== DATA SHOWN
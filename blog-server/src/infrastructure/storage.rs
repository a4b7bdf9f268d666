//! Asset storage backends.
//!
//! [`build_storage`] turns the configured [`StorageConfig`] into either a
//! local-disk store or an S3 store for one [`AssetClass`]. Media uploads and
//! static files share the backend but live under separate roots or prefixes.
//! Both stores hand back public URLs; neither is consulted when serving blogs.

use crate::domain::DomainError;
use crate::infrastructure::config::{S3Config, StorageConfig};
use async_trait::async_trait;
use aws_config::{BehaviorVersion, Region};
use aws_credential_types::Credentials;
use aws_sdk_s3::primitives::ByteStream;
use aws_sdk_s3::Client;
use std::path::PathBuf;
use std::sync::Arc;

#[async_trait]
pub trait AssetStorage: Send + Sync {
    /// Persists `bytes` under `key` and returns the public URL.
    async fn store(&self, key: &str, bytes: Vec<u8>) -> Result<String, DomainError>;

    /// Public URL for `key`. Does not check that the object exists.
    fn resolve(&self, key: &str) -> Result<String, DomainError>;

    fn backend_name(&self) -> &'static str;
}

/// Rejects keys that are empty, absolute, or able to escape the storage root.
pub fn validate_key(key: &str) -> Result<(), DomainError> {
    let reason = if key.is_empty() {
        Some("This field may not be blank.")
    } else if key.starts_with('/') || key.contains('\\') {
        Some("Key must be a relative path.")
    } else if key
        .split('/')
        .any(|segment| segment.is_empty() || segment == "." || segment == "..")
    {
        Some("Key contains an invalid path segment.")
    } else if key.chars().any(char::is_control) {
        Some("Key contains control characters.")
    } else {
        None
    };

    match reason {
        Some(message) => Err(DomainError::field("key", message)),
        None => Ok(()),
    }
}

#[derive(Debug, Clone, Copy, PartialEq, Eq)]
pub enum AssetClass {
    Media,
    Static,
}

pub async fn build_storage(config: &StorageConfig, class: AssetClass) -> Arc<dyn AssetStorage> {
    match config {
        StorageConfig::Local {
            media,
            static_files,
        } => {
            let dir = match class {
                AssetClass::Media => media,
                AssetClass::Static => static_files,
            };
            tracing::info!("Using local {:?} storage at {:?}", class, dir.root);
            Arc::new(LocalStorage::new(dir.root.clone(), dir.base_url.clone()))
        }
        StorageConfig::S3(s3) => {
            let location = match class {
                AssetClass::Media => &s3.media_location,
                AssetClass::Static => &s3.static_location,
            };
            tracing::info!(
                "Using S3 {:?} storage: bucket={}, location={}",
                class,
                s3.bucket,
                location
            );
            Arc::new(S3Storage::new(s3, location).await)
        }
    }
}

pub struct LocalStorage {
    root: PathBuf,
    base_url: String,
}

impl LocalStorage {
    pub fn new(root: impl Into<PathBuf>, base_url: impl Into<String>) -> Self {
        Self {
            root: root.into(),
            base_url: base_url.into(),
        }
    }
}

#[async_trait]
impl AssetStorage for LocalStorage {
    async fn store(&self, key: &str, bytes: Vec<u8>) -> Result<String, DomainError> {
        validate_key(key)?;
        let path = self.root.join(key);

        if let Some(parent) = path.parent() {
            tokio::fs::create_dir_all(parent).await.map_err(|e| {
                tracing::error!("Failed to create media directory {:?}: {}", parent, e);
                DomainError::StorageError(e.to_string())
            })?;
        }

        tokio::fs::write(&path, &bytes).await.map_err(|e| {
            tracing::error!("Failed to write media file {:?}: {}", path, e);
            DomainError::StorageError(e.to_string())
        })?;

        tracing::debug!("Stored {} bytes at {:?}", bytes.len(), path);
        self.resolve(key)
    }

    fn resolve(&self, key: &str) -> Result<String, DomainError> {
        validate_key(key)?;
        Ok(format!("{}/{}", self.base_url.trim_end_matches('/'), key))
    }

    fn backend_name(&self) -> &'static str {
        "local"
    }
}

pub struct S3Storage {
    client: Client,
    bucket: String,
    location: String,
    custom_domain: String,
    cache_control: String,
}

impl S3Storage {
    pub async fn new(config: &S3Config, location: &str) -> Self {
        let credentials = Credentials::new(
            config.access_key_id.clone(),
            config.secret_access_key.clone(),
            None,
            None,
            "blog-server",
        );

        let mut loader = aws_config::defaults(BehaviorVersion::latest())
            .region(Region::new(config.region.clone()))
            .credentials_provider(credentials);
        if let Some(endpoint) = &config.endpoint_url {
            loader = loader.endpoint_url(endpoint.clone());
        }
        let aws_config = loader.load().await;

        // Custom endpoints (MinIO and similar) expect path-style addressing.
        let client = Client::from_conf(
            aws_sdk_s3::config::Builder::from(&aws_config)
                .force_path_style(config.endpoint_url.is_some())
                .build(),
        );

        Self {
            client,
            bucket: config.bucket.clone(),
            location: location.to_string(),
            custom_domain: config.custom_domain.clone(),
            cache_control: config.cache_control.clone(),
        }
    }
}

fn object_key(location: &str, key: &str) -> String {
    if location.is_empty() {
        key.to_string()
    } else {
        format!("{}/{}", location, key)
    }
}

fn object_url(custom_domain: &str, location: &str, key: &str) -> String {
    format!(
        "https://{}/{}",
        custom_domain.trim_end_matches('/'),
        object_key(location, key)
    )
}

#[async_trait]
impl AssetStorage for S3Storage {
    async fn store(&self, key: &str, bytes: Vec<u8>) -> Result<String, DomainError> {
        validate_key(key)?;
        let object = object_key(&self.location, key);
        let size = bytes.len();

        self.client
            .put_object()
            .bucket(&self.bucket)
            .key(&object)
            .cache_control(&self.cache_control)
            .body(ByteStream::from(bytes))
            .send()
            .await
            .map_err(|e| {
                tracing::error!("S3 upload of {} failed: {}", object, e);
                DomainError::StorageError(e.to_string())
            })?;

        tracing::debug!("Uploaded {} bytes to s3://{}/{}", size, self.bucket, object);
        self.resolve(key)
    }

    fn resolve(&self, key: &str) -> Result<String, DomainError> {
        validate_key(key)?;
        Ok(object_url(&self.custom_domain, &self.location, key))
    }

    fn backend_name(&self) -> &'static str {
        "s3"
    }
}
====
Every record above needs to be restated exactly.

filename blog-server/src/infrastructure/storage.rs
repository a4b7bdf9f268d666
//! Asset storage backends.
//!
//! [`build_storage`] turns the configured [`StorageConfig`] into either a
//! local-disk store or an S3 store for one [`AssetClass`]. Media uploads and
//! static files share the backend but live under separate roots or prefixes.
//! Both stores hand back public URLs; neither is consulted when serving blogs.

use crate::domain::DomainError;
use crate::infrastructure::config::{S3Config, StorageConfig};
use async_trait::async_trait;
use aws_config::{BehaviorVersion, Region};
use aws_credential_types::Credentials;
use aws_sdk_s3::primitives::ByteStream;
use aws_sdk_s3::Client;
use std::path::PathBuf;
use std::sync::Arc;

#[async_trait]
pub trait AssetStorage: Send + Sync {
    /// Persists `bytes` under `key` and returns the public URL.
    async fn store(&self, key: &str, bytes: Vec<u8>) -> Result<String, DomainError>;

    /// Public URL for `key`. Does not check that the object exists.
    fn resolve(&self, key: &str) -> Result<String, DomainError>;

    fn backend_name(&self) -> &'static str;
}

/// Rejects keys that are empty, absolute, or able to escape the storage root.
pub fn validate_key(key: &str) -> Result<(), DomainError> {
    let reason = if key.is_empty() {
        Some("This field may not be blank.")
    } else if key.starts_with('/') || key.contains('\\') {
        Some("Key must be a relative path.")
    } else if key
        .split('/')
        .any(|segment| segment.is_empty() || segment == "." || segment == "..")
    {
        Some("Key contains an invalid path segment.")
    } else if key.chars().any(char::is_control) {
        Some("Key contains control characters.")
    } else {
        None
    };

    match reason {
        Some(message) => Err(DomainError::field("key", message)),
        None => Ok(()),
    }
}

#[derive(Debug, Clone, Copy, PartialEq, Eq)]
pub enum AssetClass {
    Media,
    Static,
}

pub async fn build_storage(config: &StorageConfig, class: AssetClass) -> Arc<dyn AssetStorage> {
    match config {
        StorageConfig::Local {
            media,
            static_files,
        } => {
            let dir = match class {
                AssetClass::Media => media,
                AssetClass::Static => static_files,
            };
            tracing::info!("Using local {:?} storage at {:?}", class, dir.root);
            Arc::new(LocalStorage::new(dir.root.clone(), dir.base_url.clone()))
        }
        StorageConfig::S3(s3) => {
            let location = match class {
                AssetClass::Media => &s3.media_location,
                AssetClass::Static => &s3.static_location,
            };
            tracing::info!(
                "Using S3 {:?} storage: bucket={}, location={}",
                class,
                s3.bucket,
                location
            );
            Arc::new(S3Storage::new(s3, location).await)
        }
    }
}

pub struct LocalStorage {
    root: PathBuf,
    base_url: String,
}

impl LocalStorage {
    pub fn new(root: impl Into<PathBuf>, base_url: impl Into<String>) -> Self {
        Self {
            root: root.into(),
            base_url: base_url.into(),
        }
    }
}

#[async_trait]
impl AssetStorage for LocalStorage {
    async fn store(&self, key: &str, bytes: Vec<u8>) -> Result<String, DomainError> {
        validate_key(key)?;
        let path = self.root.join(key);

        if let Some(parent) = path.parent() {
            tokio::fs::create_dir_all(parent).await.map_err(|e| {
                tracing::error!("Failed to create media directory {:?}: {}", parent, e);
                DomainError::StorageError(e.to_string())
            })?;
        }

        tokio::fs::write(&path, &bytes).await.map_err(|e| {
            tracing::error!("Failed to write media file {:?}: {}", path, e);
            DomainError::StorageError(e.to_string())
        })?;

        tracing::debug!("Stored {} bytes at {:?}", bytes.len(), path);
        self.resolve(key)
    }

    fn resolve(&self, key: &str) -> Result<String, DomainError> {
        validate_key(key)?;
        Ok(format!("{}/{}", self.base_url.trim_end_matches('/'), key))
    }

    fn backend_name(&self) -> &'static str {
        "local"
    }
}

pub struct S3Storage {
    client: Client,
    bucket: String,
    location: String,
    custom_domain: String,
    cache_control: String,
}

impl S3Storage {
    pub async fn new(config: &S3Config, location: &str) -> Self {
        let credentials = Credentials::new(
            config.access_key_id.clone(),
            config.secret_access_key.clone(),
            None,
            None,
            "blog-server",
        );

        let mut loader = aws_config::defaults(BehaviorVersion::latest())
            .region(Region::new(config.region.clone()))
            .credentials_provider(credentials);
        if let Some(endpoint) = &config.endpoint_url {
            loader = loader.endpoint_url(endpoint.clone());
        }
        let aws_config = loader.load().await;

        // Custom endpoints (MinIO and similar) expect path-style addressing.
        let client = Client::from_conf(
            aws_sdk_s3::config::Builder::from(&aws_config)
                .force_path_style(config.endpoint_url.is_some())
                .build(),
        );

        Self {
            client,
            bucket: config.bucket.clone(),
            location: location.to_string(),
            custom_domain: config.custom_domain.clone(),
            cache_control: config.cache_control.clone(),
        }
    }
}

fn object_key(location: &str, key: &str) -> String {
    if location.is_empty() {
        key.to_string()
    } else {
        format!("{}/{}", location, key)
    }
}

fn object_url(custom_domain: &str, location: &str, key: &str) -> String {
    format!(
        "https://{}/{}",
        custom_domain.trim_end_matches('/'),
        object_key(location, key)
    )
}

#[async_trait]
impl AssetStorage for S3Storage {
    async fn store(&self, key: &str, bytes: Vec<u8>) -> Result<String, DomainError> {
        validate_key(key)?;
        let object = object_key(&self.location, key);
        let size = bytes.len();

        self.client
            .put_object()
            .bucket(&self.bucket)
            .key(&object)
            .cache_control(&self.cache_control)
            .body(ByteStream::from(bytes))
            .send()
            .await
            .map_err(|e| {
                tracing::error!("S3 upload of {} failed: {}", object, e);
                DomainError::StorageError(e.to_string())
            })?;

        tracing::debug!("Uploaded {} bytes to s3://{}/{}", size, self.bucket, object);
        self.resolve(key)
    }

    fn resolve(&self, key: &str) -> Result<String, DomainError> {
        validate_key(key)?;
        Ok(object_url(&self.custom_domain, &self.location, key))
    }

    fn backend_name(&self) -> &'static str {
        "s3"
    }
}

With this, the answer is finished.